- Church: Episcopal Church
- Diocese: Rochester
- Elected: January 26, 1950
- In office: 1950–1962
- Predecessor: Bartel H. Reinheimer
- Successor: George W. Barrett

Orders
- Ordination: October 18, 1920 by Ethelbert Talbot
- Consecration: March 24, 1950 by Henry Knox Sherrill

Personal details
- Born: November 19, 1894 Waverley, New York, United States
- Died: November 23, 1971 (aged 77) York Harbor, Maine, United States
- Denomination: Anglican
- Parents: Rodney Jewett Stark & Lelia May Scott
- Spouse: Mary Leith
- Children: 3

= Dudley S. Stark =

American bishop

Dudley Scott Stark (November 19, 1894 – November 23, 1971) was third bishop of the Episcopal Diocese of Rochester, serving from 1950 to 1962.

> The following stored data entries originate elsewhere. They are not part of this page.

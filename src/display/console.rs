//! Console preview sink.
//!
//! Keeps an emulated controller RAM and prints the visible banks with
//! half-block characters whenever a frame is flushed. Lets the whole pipeline
//! run on a development machine without the panel attached.

use crate::display::{DisplaySink, HeadlessDisplay, RAM_COLUMNS};
use anyhow::{Context, Result};
use std::io::Write;

pub struct ConsoleDisplay<W: Write> {
    ram: HeadlessDisplay,
    out: W,
    /// Banks the attached panel actually shows.
    visible_banks: usize,
}

impl<W: Write> ConsoleDisplay<W> {
    pub fn new(out: W, visible_banks: usize) -> Self {
        Self {
            ram: HeadlessDisplay::new(),
            out,
            visible_banks,
        }
    }

    pub fn into_inner(self) -> W {
        self.out
    }

    fn draw(&mut self) -> Result<()> {
        let mut frame = String::new();
        let border = "─".repeat(RAM_COLUMNS);
        frame.push_str(&format!(
            "┌{}┐ backlight {}\n",
            border,
            if self.ram.is_backlit() { "on" } else { "off" }
        ));
        // Two pixel rows per text line.
        for y in (0..self.visible_banks * 8).step_by(2) {
            frame.push('│');
            for x in 0..RAM_COLUMNS {
                frame.push(match (self.ram.pixel(x, y), self.ram.pixel(x, y + 1)) {
                    (true, true) => '█',
                    (true, false) => '▀',
                    (false, true) => '▄',
                    (false, false) => ' ',
                });
            }
            frame.push_str("│\n");
        }
        frame.push_str(&format!("└{}┘\n", border));

        self.out
            .write_all(frame.as_bytes())
            .and_then(|_| self.out.flush())
            .context("Failed to write console preview")
    }
}

impl<W: Write> DisplaySink for ConsoleDisplay<W> {
    fn init(&mut self, contrast: u8) -> Result<()> {
        self.ram.init(contrast)
    }

    fn locate(&mut self, column: usize, bank: usize) -> Result<()> {
        self.ram.locate(column, bank)
    }

    fn data(&mut self, bytes: &[u8]) -> Result<()> {
        self.ram.data(bytes)
    }

    fn backlight(&mut self, on: bool) -> Result<()> {
        self.ram.backlight(on)
    }

    fn cls(&mut self) -> Result<()> {
        self.ram.cls()
    }

    fn flush(&mut self) -> Result<()> {
        self.draw()
    }
}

==Early life and education==
Stark was born November 19, 1894, in Waverley, New York, the son of Rodney Jewett Stark and Lelia May Scott Stark. During World War I he served in the US Navy. He studied at Trinity College and later at the Episcopal Theological Seminary. He was awarded a Doctor of Divinity from Trinity and Kenyon College. Chicago Medical School awarded him a Legum Doctor and a Doctor of Sacred Theology from Hobart College.

==Ordination==
Stark was ordained deacon on April 10, 1920, and priest on October 18, 1920. He was appointed assistant at St Mark's Church in Jim Thorpe, Pennsylvania, after which he became rector of the same church in 1921. He moved to New York City in 1926 to become vicar of Holy Trinity Church. In 1932 he became rector of St Chrysostom's Church in Chicago, where he remained till 1950. Subsequently, he served as Dean of the Chicago North Deanery and a canon of the cathedral chapter of Chicago.

==Episcopacy==
Stark was elected Bishop of Bishop of Rochester on January 26, 1950, during the diocesan convention. He was consecrated on March 24, 1950, by Presiding Bishop Henry Knox Sherrill in Christ Church, Rochester, New York. He retained the post till 1962. He died of pneumonia on November 23, 1971, in York Harbor, Maine.

==Family==
Stark married Mary Leith and together they had a son and two daughters.